§ Exercise details: In the listing below, find the line with "let mut all_tags = dedup_lowercase(all_tags);" and the line with "primary_entry_id, facts_input, label_text)". Repeat those two lines and all lines between them exactly.

§ Data records:
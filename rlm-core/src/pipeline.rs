//! Ingestion Pipeline (spec.md §4.5): `smart_remember`, the single entry
//! point every write path (CLI `remember`, MCP `remember`/`remember_url`,
//! and the archival coordinator) funnels through.
//!
//! Grounded in `rlm/memory.py`'s auto-tagging/auto-summary/chunking
//! helpers, composed with the Oracle Adapters (§4.3) and Fact Processor
//! (§4.4) modules into the seven-step flow spec.md §4.5 describes:
//! optional dedup, tag extraction, two-tier threshold-gated write,
//! chunk-manifest construction, non-fatal fact extraction, and a bounded
//! result summary.

use crate::config::EngineConfig;
use crate::constants;
use crate::error::Result;
use crate::facts;
use crate::oracle::{self, FactOracleSet, SummaryOracleSet, TagOracleSet};
use crate::store::Store;
use crate::types::{Chunk, Episode, RememberOutcome};

/// Parameters for one `smart_remember` call.
pub struct RememberRequest {
    pub content: String,
    pub source: String,
    pub source_name: Option<String>,
    pub user_tags: Vec<String>,
    /// Caller-supplied label overriding the auto-derived summary/label
    /// text. Used verbatim as the episode `summary` field for the
    /// single-entry path, and as the basis for the `"Summary: "`/
    /// `"Full content: "` prefixes on the two-tier path.
    pub label: Option<String>,
    /// When true, any existing entries sharing `source_name` are deleted
    /// before the new write. The archival coordinator performs its own
    /// dedup pass up front and always calls with this `false` to avoid
    /// doing it twice.
    pub dedup: bool,
}

/// Store `content`, enriching it with tags, a summary, a chunk manifest
/// (if large), and extracted facts, applying the two-tier write split
/// above [`EngineConfig::summary_threshold`].
///
/// # Errors
/// Returns an error only for a storage failure on the primary write.
/// Oracle and fact-extraction failures are already absorbed by
/// [`TagOracleSet`]/[`SummaryOracleSet`]/[`FactOracleSet`]'s own
/// fallback semantics and by this function logging-and-continuing on a
/// fact storage error, so a partially enriched but successfully stored
/// episode is the worst case, never a failed call.
pub fn smart_remember(
    store: &dyn Store,
    cfg: &EngineConfig,
    tag_oracle: &TagOracleSet,
    summary_oracle: &SummaryOracleSet,
    fact_oracle: &FactOracleSet,
    req: RememberRequest,
) -> Result<RememberOutcome> {
    if req.dedup {
        if let Some(name) = &req.source_name {
            store.delete_entries_by_source_name(name)?;
        }
    }

    let mut all_tags = req.user_tags;
    all_tags.extend(tag_oracle.extract_tags(&req.content));
    let mut all_tags = dedup_lowercase(all_tags);
    if all_tags.is_empty() {
        all_tags = auto_tags(&req.content);
    }

    let char_count = req.content.chars().count();
    let name_or_source = req.source_name.as_deref().unwrap_or(&req.source).to_string();

    let (summary_id, content_id, primary_entry_id, facts_input, label_text) =
        if char_count > cfg.summary_threshold {
            let summary_text = summary_oracle.summarize(&req.content);

            let mut summary_tags = vec!["summary".to_string()];
            summary_tags.extend(all_tags.clone());
            let summary_label = req
                .label
                .clone()
                .unwrap_or_else(|| format!("Summary: {name_or_source}"));
            let summary_entry = Episode::new(
                summary_label.clone(),
                summary_tags,
                format!("{}-summary", req.source),
                req.source_name.clone(),
                summary_text.clone(),
            );
            store.upsert_entry(&summary_entry)?;

            let mut full_tags = vec!["full-content".to_string()];
            full_tags.extend(all_tags.clone());
            let full_label = format!("Full content: {name_or_source}");
            let mut full = Episode::new(
                full_label,
                full_tags,
                req.source.clone(),
                req.source_name.clone(),
                req.content.clone(),
            );
            if char_count > cfg.chunk_threshold {
                full.chunks = Some(chunk_content(&full.id, &req.content));
            }
            store.upsert_entry(&full)?;

            (
                summary_entry.id.clone(),
                Some(full.id.clone()),
                summary_entry.id,
                summary_text,
                summary_label,
            )
        } else {
            let label = req
                .label
                .clone()
                .unwrap_or_else(|| oracle::auto_summary(&req.content));
            let mut entry = Episode::new(
                label.clone(),
                all_tags.clone(),
                req.source.clone(),
                req.source_name.clone(),
                req.content.clone(),
            );
            if char_count > cfg.chunk_threshold {
                entry.chunks = Some(chunk_content(&entry.id, &req.content));
            }
            store.upsert_entry(&entry)?;
            (entry.id.clone(), None, entry.id, req.content.clone(), label)
        };

    let raw_facts = fact_oracle.extract_facts(&facts_input);
    let facts_count = match facts::store_facts(store, &primary_entry_id, raw_facts, cfg.min_confidence) {
        Ok(stored) => stored.len(),
        Err(err) => {
            tracing::warn!(error = %err, "fact storage failed, continuing without facts");
            0
        }
    };

    Ok(RememberOutcome {
        summary_id,
        content_id,
        summary: label_text,
        tags: all_tags,
        facts_count,
    })
}

/// Derive up to [`constants::MAX_AUTO_TAGS`] lowercase tags from `content`
/// when neither user-supplied nor oracle-extracted tags are available:
/// case-fold, strip punctuation, drop stopwords and short tokens, keep
/// only tokens repeated at least twice, ordered by descending frequency.
/// Grounded in `rlm/memory.py::_auto_tags`.
#[must_use]
pub fn auto_tags(content: &str) -> Vec<String> {
    let mut counts: std::collections::HashMap<String, usize> = std::collections::HashMap::new();
    let mut order: Vec<String> = Vec::new();
    for raw_word in content.split_whitespace() {
        let token: String = raw_word
            .chars()
            .filter(|c| c.is_alphanumeric())
            .collect::<String>()
            .to_lowercase();
        if token.chars().count() < 4 || constants::STOPWORDS.contains(&token.as_str()) {
            continue;
        }
        if !counts.contains_key(&token) {
            order.push(token.clone());
        }
        *counts.entry(token).or_insert(0) += 1;
    }
    let mut repeated: Vec<(String, usize)> = order
        .into_iter()
        .filter_map(|tok| counts.get(&tok).filter(|&&n| n >= 2).map(|&n| (tok, n)))
        .collect();
    repeated.sort_by(|a, b| b.1.cmp(&a.1));
    repeated.into_iter().take(constants::MAX_AUTO_TAGS).map(|(tok, _)| tok).collect()
}

fn dedup_lowercase(tags: Vec<String>) -> Vec<String> {
    let mut seen = std::collections::HashSet::new();
    let mut out = Vec::new();
    for tag in tags {
        let lower = tag.trim().to_lowercase();
        if !lower.is_empty() && seen.insert(lower.clone()) {
            out.push(lower);
        }
    }
    out
}

/// Split `content` on paragraph boundaries into a manifest of chunks
/// targeting [`constants::CHUNK_TARGET_SIZE`] chars each, with
/// deterministic MD5-derived ids so repeated chunking of the same
/// content (e.g. after a `rebuild_fts`) is stable. Grounded in
/// `rlm/memory.py::_chunk_content`.
#[must_use]
pub fn chunk_content(entry_id: &str, content: &str) -> Vec<Chunk> {
    let paragraphs = split_paragraphs(content);
    let mut chunks = Vec::new();
    let mut current_start = 0usize;
    let mut current = String::new();
    let mut cursor = 0usize;

    for para in paragraphs {
        let para_len = para.chars().count();
        if !current.is_empty() && current.chars().count() + para_len > constants::CHUNK_TARGET_SIZE {
            chunks.push(build_chunk(entry_id, &current, current_start, cursor));
            current_start = cursor;
            current.clear();
        }
        if current.is_empty() {
            current_start = cursor;
        }
        current.push_str(para);
        cursor += para_len;
    }
    if !current.is_empty() {
        chunks.push(build_chunk(entry_id, &current, current_start, cursor));
    }
    chunks
}

fn build_chunk(entry_id: &str, text: &str, start: usize, end: usize) -> Chunk {
    let char_count = text.chars().count();
    let preview: String = text.chars().take(80).collect();
    let digest = format!("{:x}", md5::compute(format!("{entry_id}:{start}:{end}")));
    let chunk_id = format!("mc_{}", &digest[..10]);
    Chunk {
        chunk_id,
        start_char: start,
        end_char: end,
        char_count,
        preview,
    }
}

/// Split on blank-line paragraph boundaries, keeping each paragraph's
/// trailing separator attached so offsets remain faithful to the
/// original content.
fn split_paragraphs(content: &str) -> Vec<&str> {
    let mut out = Vec::new();
    let bytes = content.as_bytes();
    let mut start = 0usize;
    let mut i = 0usize;
    while i < bytes.len() {
        if bytes[i] == b'\n' {
            let mut j = i + 1;
            let mut blank_run = true;
            let line_start = i + 1;
            while j < bytes.len() && bytes[j] != b'\n' {
                if !bytes[j].is_ascii_whitespace() {
                    blank_run = false;
                    break;
                }
                j += 1;
            }
            if blank_run && j < bytes.len() {
                out.push(&content[start..line_start]);
                start = line_start;
            }
        }
        i += 1;
    }
    if start < content.len() {
        out.push(&content[start..]);
    }
    if out.is_empty() && !content.is_empty() {
        out.push(content);
    }
    out
}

§ Task solution:
    let mut all_tags = dedup_lowercase(all_tags);
    if all_tags.is_empty() {
        all_tags = auto_tags(&req.content);
    }

    let char_count = req.content.chars().count();
    let name_or_source = req.source_name.as_deref().unwrap_or(&req.source).to_string();

    let (summary_id, content_id, primary_entry_id, facts_input, label_text) =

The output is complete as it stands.